* WORK ORDER: From the records below, determine the number of lines containing "Some". Output that number alone.
╔══
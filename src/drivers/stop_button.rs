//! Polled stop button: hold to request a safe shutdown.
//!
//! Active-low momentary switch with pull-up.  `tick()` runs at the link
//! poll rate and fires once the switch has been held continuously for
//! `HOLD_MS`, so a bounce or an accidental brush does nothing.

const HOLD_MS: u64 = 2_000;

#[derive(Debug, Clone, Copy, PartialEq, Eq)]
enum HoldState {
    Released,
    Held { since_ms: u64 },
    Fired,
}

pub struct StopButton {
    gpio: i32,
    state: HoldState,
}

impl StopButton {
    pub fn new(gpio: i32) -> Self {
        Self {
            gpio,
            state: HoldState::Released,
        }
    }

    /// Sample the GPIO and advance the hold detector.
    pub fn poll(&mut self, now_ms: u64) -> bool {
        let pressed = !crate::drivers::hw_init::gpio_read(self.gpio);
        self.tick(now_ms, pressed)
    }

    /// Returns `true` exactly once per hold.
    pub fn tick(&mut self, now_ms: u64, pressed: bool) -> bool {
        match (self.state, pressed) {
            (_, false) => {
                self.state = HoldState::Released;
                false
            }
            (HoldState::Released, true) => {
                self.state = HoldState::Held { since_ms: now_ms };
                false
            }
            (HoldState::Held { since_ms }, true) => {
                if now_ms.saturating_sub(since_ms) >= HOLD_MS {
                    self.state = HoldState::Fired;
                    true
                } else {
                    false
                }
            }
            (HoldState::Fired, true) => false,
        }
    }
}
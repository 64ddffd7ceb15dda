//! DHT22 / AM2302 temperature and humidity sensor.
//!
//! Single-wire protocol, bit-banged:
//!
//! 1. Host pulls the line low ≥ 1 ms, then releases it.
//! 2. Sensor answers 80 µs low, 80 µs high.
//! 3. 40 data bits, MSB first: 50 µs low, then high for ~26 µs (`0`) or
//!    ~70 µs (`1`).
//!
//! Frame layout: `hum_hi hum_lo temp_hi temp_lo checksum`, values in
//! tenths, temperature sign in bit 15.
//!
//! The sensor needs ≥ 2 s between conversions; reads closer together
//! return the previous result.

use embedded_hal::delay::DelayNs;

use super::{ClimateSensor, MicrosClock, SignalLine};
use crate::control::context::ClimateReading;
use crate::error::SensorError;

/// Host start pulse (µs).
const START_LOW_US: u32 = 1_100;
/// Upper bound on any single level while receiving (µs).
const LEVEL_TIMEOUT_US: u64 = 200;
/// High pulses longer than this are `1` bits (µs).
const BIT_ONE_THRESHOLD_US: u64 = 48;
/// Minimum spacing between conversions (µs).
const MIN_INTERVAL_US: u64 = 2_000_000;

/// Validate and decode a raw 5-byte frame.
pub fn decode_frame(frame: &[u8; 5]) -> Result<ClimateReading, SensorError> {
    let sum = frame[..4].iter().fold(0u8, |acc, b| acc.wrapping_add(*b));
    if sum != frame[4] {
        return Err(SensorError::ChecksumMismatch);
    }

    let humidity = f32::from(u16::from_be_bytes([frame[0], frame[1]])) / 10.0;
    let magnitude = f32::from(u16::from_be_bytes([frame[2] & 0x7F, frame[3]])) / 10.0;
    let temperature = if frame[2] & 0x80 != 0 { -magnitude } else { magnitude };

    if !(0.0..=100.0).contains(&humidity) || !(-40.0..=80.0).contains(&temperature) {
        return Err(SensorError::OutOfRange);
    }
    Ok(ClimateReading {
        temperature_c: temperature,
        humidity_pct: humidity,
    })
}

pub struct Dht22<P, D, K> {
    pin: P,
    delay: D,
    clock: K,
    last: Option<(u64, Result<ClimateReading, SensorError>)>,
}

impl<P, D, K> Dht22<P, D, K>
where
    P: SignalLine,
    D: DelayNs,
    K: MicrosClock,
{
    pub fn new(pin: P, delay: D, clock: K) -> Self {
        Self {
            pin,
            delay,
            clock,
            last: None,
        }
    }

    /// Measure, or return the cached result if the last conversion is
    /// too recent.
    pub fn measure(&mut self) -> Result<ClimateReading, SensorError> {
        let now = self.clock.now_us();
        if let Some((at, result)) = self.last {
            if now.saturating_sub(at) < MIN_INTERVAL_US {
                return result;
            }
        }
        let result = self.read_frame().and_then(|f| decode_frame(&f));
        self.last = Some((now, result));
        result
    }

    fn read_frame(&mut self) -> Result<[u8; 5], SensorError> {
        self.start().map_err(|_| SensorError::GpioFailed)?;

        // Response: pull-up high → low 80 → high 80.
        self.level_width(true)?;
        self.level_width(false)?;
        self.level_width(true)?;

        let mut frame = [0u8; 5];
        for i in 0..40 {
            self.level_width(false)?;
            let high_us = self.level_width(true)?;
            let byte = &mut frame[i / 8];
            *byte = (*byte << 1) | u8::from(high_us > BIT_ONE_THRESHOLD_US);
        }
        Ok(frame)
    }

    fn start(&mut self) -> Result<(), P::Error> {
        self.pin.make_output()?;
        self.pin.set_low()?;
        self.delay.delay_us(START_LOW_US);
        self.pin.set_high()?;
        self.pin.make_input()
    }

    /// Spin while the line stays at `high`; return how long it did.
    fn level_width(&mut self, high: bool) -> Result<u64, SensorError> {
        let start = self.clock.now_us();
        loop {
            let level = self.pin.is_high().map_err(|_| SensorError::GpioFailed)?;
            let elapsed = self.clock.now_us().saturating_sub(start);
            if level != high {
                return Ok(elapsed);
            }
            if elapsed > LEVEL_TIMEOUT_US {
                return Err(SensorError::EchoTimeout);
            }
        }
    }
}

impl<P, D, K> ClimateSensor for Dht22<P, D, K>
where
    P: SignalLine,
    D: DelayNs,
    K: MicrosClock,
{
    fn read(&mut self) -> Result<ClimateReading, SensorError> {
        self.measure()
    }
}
╚══
* RESULT BELOW: 2